Marc Morano reported in a “Morano Minute” that “climate activists say Manchin’s opposition to Biden’s climate bill will be so harmful you’ll be able to see the effects on Earth’s geologic record.”  “The Jurassic, Holocene, and now….Manchin-cene?” Marc asked.

White House Press Secretary Jen Psaki released a harsh statement in which she vowed to neither “relent,” nor “give up.”  Read Psaki’s statement at CFACT.org.

Biden’s “Build Back Better” is laden with bad policy, including over $570 billion in climate spending.  AOC reported during UN COP 26 that the bill still contains funding for her “Civilian Climate Corps” — a Brave New World-ish plan to enlist and brainwash thousands of young people to shame and hector the rest of us into climate compliance   That would have been as much fun as the 50,000 new IRS agents Biden wants to loose to shake more taxes out of the rest of us.
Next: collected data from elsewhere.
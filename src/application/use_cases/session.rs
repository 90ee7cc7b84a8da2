// ============================================================
// SESSION STATE
// ============================================================
// Everything one user session accumulates: the batch buffer, the
// last batch result set, and the single-prediction history.

use std::path::PathBuf;
use std::sync::Arc;

use chrono::{DateTime, Local};
use tracing::{debug, info};
use uuid::Uuid;

use crate::application::use_cases::batch_buffer::BatchBuffer;
use crate::application::use_cases::csv_exporter::CsvExporter;
use crate::domain::error::Result;
use crate::domain::prediction::{BatchResultSet, SinglePredictionEntry};
use crate::domain::record::Record;
use crate::domain::schema::ColumnSchema;
use crate::infrastructure::storage::FileSink;

/// Result of an export request
#[derive(Debug, Clone, PartialEq, Eq)]
pub enum ExportOutcome {
    Saved(PathBuf),
    /// No current results; nothing was built or written
    NothingToExport,
}

pub struct Session {
    id: Uuid,
    started_at: DateTime<Local>,
    buffer: BatchBuffer,
    last_batch: Option<BatchResultSet>,
    history: Vec<SinglePredictionEntry>,
}

impl Session {
    pub fn new(schema: Arc<ColumnSchema>) -> Self {
        let id = Uuid::new_v4();
        info!(session_id = %id, fields = schema.len(), "Session started");
        Self {
            id,
            started_at: Local::now(),
            buffer: BatchBuffer::new(schema),
            last_batch: None,
            history: Vec::new(),
        }
    }

    pub fn id(&self) -> Uuid {
        self.id
    }

    pub fn started_at(&self) -> DateTime<Local> {
        self.started_at
    }

    pub fn schema(&self) -> &Arc<ColumnSchema> {
        self.buffer.schema()
    }

    pub fn buffer(&self) -> &BatchBuffer {
        &self.buffer
    }

    /// Mutable access for importers. Any mutation invalidates the last batch results.
    pub fn buffer_mut(&mut self) -> &mut BatchBuffer {
        &mut self.buffer
    }

    pub fn append_record(&mut self, record: Record) -> Result<()> {
        self.buffer.append(record)
    }

    /// Empty the buffer and drop any batch results computed from it
    pub fn clear_buffer(&mut self) {
        self.buffer.clear();
        self.last_batch = None;
        debug!(session_id = %self.id, "Batch buffer cleared");
    }

    pub fn store_batch_results(&mut self, results: BatchResultSet) {
        self.last_batch = Some(results);
    }

    /// Last batch results, only while the buffer is unchanged since submission
    pub fn current_batch_results(&self) -> Option<&BatchResultSet> {
        self.last_batch
            .as_ref()
            .filter(|r| r.buffer_version == self.buffer.version())
    }

    /// True when results exist but the buffer changed after they were computed
    pub fn has_stale_results(&self) -> bool {
        self.last_batch.is_some() && self.current_batch_results().is_none()
    }

    pub fn record_single(&mut self, entry: SinglePredictionEntry) {
        self.history.push(entry);
    }

    pub fn history(&self) -> &[SinglePredictionEntry] {
        &self.history
    }

    /// Drop everything accumulated so far, keeping the schema
    pub fn reset(&mut self) {
        self.clear_buffer();
        self.history.clear();
        info!(session_id = %self.id, "Session reset");
    }

    pub fn export_single_log(&self, sink: &dyn FileSink, name: &str) -> Result<ExportOutcome> {
        if self.history.is_empty() {
            return Ok(ExportOutcome::NothingToExport);
        }
        let csv = CsvExporter::single_log_csv(&self.history)?;
        let path = sink.save(name, csv.as_bytes())?;
        Ok(ExportOutcome::Saved(path))
    }

    pub fn export_batch(&self, sink: &dyn FileSink, name: &str) -> Result<ExportOutcome> {
        let Some(results) = self.current_batch_results() else {
            return Ok(ExportOutcome::NothingToExport);
        };
        let csv = CsvExporter::batch_csv(self.buffer.schema(), results)?;
        let path = sink.save(name, csv.as_bytes())?;
        Ok(ExportOutcome::Saved(path))
    }
}

#[cfg(test)]
mod tests {
    use super::*;
    use crate::infrastructure::storage::DirectorySink;
    use serde_json::json;

    fn session_with_rows() -> Session {
        let schema = Arc::new(ColumnSchema::new(["a", "b"]).unwrap());
        let mut session = Session::new(schema.clone());
        session
            .append_record(Record::from_values(schema.clone(), vec![1.0, 2.0]).unwrap())
            .unwrap();
        session
            .append_record(Record::from_values(schema, vec![3.0, 4.0]).unwrap())
            .unwrap();
        session
    }

    fn results_for(session: &Session) -> BatchResultSet {
        BatchResultSet {
            matrix: session.buffer().to_ordered_matrix(),
            predictions: vec![json!(0), json!(1)],
            probabilities: vec![0.2, 0.9],
            buffer_version: session.buffer().version(),
        }
    }

    #[test]
    fn test_export_without_results_writes_nothing() {
        let dir = tempfile::tempdir().unwrap();
        let sink = DirectorySink::new(dir.path());
        let session = session_with_rows();

        assert_eq!(
            session.export_batch(&sink, "batch.csv").unwrap(),
            ExportOutcome::NothingToExport
        );
        assert_eq!(
            session.export_single_log(&sink, "log.csv").unwrap(),
            ExportOutcome::NothingToExport
        );
        assert_eq!(std::fs::read_dir(dir.path()).unwrap().count(), 0);
    }

    #[test]
    fn test_export_batch_writes_file() {
        let dir = tempfile::tempdir().unwrap();
        let sink = DirectorySink::new(dir.path());
        let mut session = session_with_rows();
        let results = results_for(&session);
        session.store_batch_results(results);

        let outcome = session.export_batch(&sink, "batch.csv").unwrap();
        let ExportOutcome::Saved(path) = outcome else {
            panic!("expected a saved file");
        };
        let text = std::fs::read_to_string(path).unwrap();
        assert_eq!(text, "a,b,prediction,probability\n1,2,0,0.2\n3,4,1,0.9");
    }

    #[test]
    fn test_clear_discards_results() {
        let dir = tempfile::tempdir().unwrap();
        let sink = DirectorySink::new(dir.path());
        let mut session = session_with_rows();
        let results = results_for(&session);
        session.store_batch_results(results);

        session.clear_buffer();
        assert!(session.current_batch_results().is_none());
        assert!(!session.has_stale_results());
        assert_eq!(
            session.export_batch(&sink, "batch.csv").unwrap(),
            ExportOutcome::NothingToExport
        );
    }

    #[test]
    fn test_mutation_after_batch_makes_results_stale() {
        let mut session = session_with_rows();
        let results = results_for(&session);
        session.store_batch_results(results);
        assert!(session.current_batch_results().is_some());

        let schema = session.schema().clone();
        session
            .append_record(Record::from_values(schema, vec![5.0, 6.0]).unwrap())
            .unwrap();
        assert!(session.current_batch_results().is_none());
        assert!(session.has_stale_results());
    }

    #[test]
    fn test_reset_clears_history() {
        let mut session = session_with_rows();
        session.record_single(SinglePredictionEntry {
            input: vec![1.0, 2.0],
            output: serde_json::from_value(json!({"prediction": 0, "probability": 0.1})).unwrap(),
        });
        session.reset();
        assert!(session.history().is_empty());
        assert!(session.buffer().is_empty());
    }
}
Environmentalist Michael Shellenberger wrote, “Build Back Better would have undermined electricity reliability, raised energy prices, and made the U.S. more dependent on foreign energy imports.”

“Build Back Better” is a massive mistake.  Now that it’s dead we should drive a stake through its heart, cut off it’s head and smother it in garlic.

Biden’s monstrous spending must never find a new incarnation from which to rise from its crypt.

COLUMN BY

Craig Rucker

Craig Rucker is a co-founder of CFACT and currently serves as its president.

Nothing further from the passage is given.